Some manufacturers market stoves suitable for burning both coal and wood, but such stoves are usually a compromise design between the different requirements for burning these two fuels. A multifuel stove is unlikely to be optimised for either fuel, while stoves optimised for burning one fuel will usually burn other fuels inefficiently. However, some multi-fuel stoves have an additional insert grate for the fossil fuel option to allow efficient operation with both fuels. Problems may arise if both coal and wood are burned together. During combustion coal produces volatile gases containing sulphur while the combustion of even well-seasoned wood produces water vapour. Together, the sulphur and water vapour produce sulphurous acid and sulphuric acid which may corrode cold metal surfaces and shorten the life of the stove. This occurs when water in the flue gases condenses to form a liquid.

Flue liners

While brick chimneys are adequate for an open wood fire they should not be used for a wood stove. Closed wood stoves produce a more concentrated smoke and a higher moisture content in the flue gases. Condensation can occur when flue gases come into contact with a cold chimney surface, resulting in any residual tars and creosotes condensing in the chimney. These can soak into the brickwork, damaging the chimney, and also run back down to the stove causing a fire hazard. For this reason any existing chimney must be lined. Several methods of lining a chimney are available, for example inserting a flexible stainless steel flue liner manufactured specifically for solid fuel use, using a pumped refractory concrete lining or adding a clay or concrete liner to the brickwork. The chimney must be thoroughly sealed against gas escape along its whole length, and against rain ingress between flue liner and chimney at the top. Flue pipes should have the same diameter or equivalent cross-sectional area as that of the appliance flue outlet. Flue liners must always be installed within a brickwork chimney. Where a chimney isn't available a convenient method of constructing one is to use prefabricated, insulated, twin wall chimney components. We also supply and fit gas liners. Any work on a chimney is notifiable to the local authority Building Control Department unless it is carried out by a registered competent engineer in combination with a stove installation.

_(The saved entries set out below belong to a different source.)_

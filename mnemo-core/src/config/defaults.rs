// Single source of truth for all default values.

// --- Storage ---
pub const DEFAULT_DB_FILENAME: &str = "mnemo.db";
pub const DEFAULT_READ_POOL_SIZE: usize = 4;
pub const DEFAULT_CONVERSATION_SCOPING: bool = true;

// --- Embeddings ---
pub const DEFAULT_EMBEDDING_PROVIDER: &str = "api";
pub const DEFAULT_EMBEDDING_ENDPOINT: &str = "https://api.openai.com/v1/embeddings";
pub const DEFAULT_EMBEDDING_MODEL: &str = "text-embedding-3-small";
pub const DEFAULT_EMBEDDING_DIMENSIONS: usize = 1536;
pub const DEFAULT_L1_CACHE_SIZE: u64 = 10_000;

// --- Completion ---
pub const DEFAULT_COMPLETION_ENDPOINT: &str = "https://api.openai.com/v1/chat/completions";
pub const DEFAULT_COMPLETION_MODEL: &str = "gpt-4o-mini";
pub const DEFAULT_COMPLETION_TEMPERATURE: f32 = 0.0;

// --- Shared HTTP ---
pub const DEFAULT_API_KEY_ENV: &str = "OPENAI_API_KEY";
pub const DEFAULT_HTTP_TIMEOUT_SECS: u64 = 30;

// --- Retrieval ---
pub const DEFAULT_TOP_K: usize = 5;
pub const DEFAULT_DISTANCE_THRESHOLD: f64 = 0.5;
pub const DEFAULT_SEARCH_LIMIT: usize = 5;
pub const DEFAULT_MAX_SEARCH_LIMIT: usize = 50;

// --- Memory ---
pub const DEFAULT_SIMILAR_TOP_K: usize = 5;

// --- Retry ---
pub const DEFAULT_MAX_ATTEMPTS: u32 = 3;
pub const DEFAULT_RETRY_DELAYS_MS: [u64; 3] = [0, 200, 500];
pub const DEFAULT_RETRYABLE_STATUSES: [u16; 4] = [429, 500, 502, 503];

// --- Observability ---
pub const DEFAULT_LOG_LEVEL: &str = "info";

Even with a lined and insulated chimney it is important to burn only quality dry timber. The use of damp or unseasoned wood must be avoided and the fire must not be left to slumber for long periods (e.g. overnight). In this situation the stove never reaches its design operating temperature, resulting in incomplete combustion and the production of tars, creosotes and high levels of carbon monoxide (CO) in the flue gases. The tars and creosotes then condense in the liner because there is insufficient heat in the flue gases to maintain a temperature above their condensation point. This is to be avoided because an insufficient draw from the flue can lead to CO spilling back into the dwelling with serious or even fatal health consequences.

Flue height

The height of a flue for an appliance rated at less than 50 kW is regulated by the Building Regulations and, as such, will be determined by the local authority Building Control Department. Building Control Consent or a Building Warrant will be required for all wood stoves in order to ensure compliance with the regulations, and that the flue is correctly matched to the stove. Alternatively, a registered competent engineer who has been approved under a relevant scheme, e.g. HETAS, would be able to self-certify an installation. A flue which is too short will not produce sufficient negative pressure in the stove to draw the flue gases from the stove, and could allow these gases (including CO) to escape if sufficient combustion air is not available. Building Regulations require and specify minimum flue height which should be sufficient. A flue which is too tall will result in excess air flow through the stove which can cause combustion to occur too quickly; this, in turn, can cause the stove to overheat. Excess air flow in the flue will reduce the efficiency of the stove by carrying more heat than necessary up the flue. If this situation arises expert advice should be sought as draught stabilisation maybe required.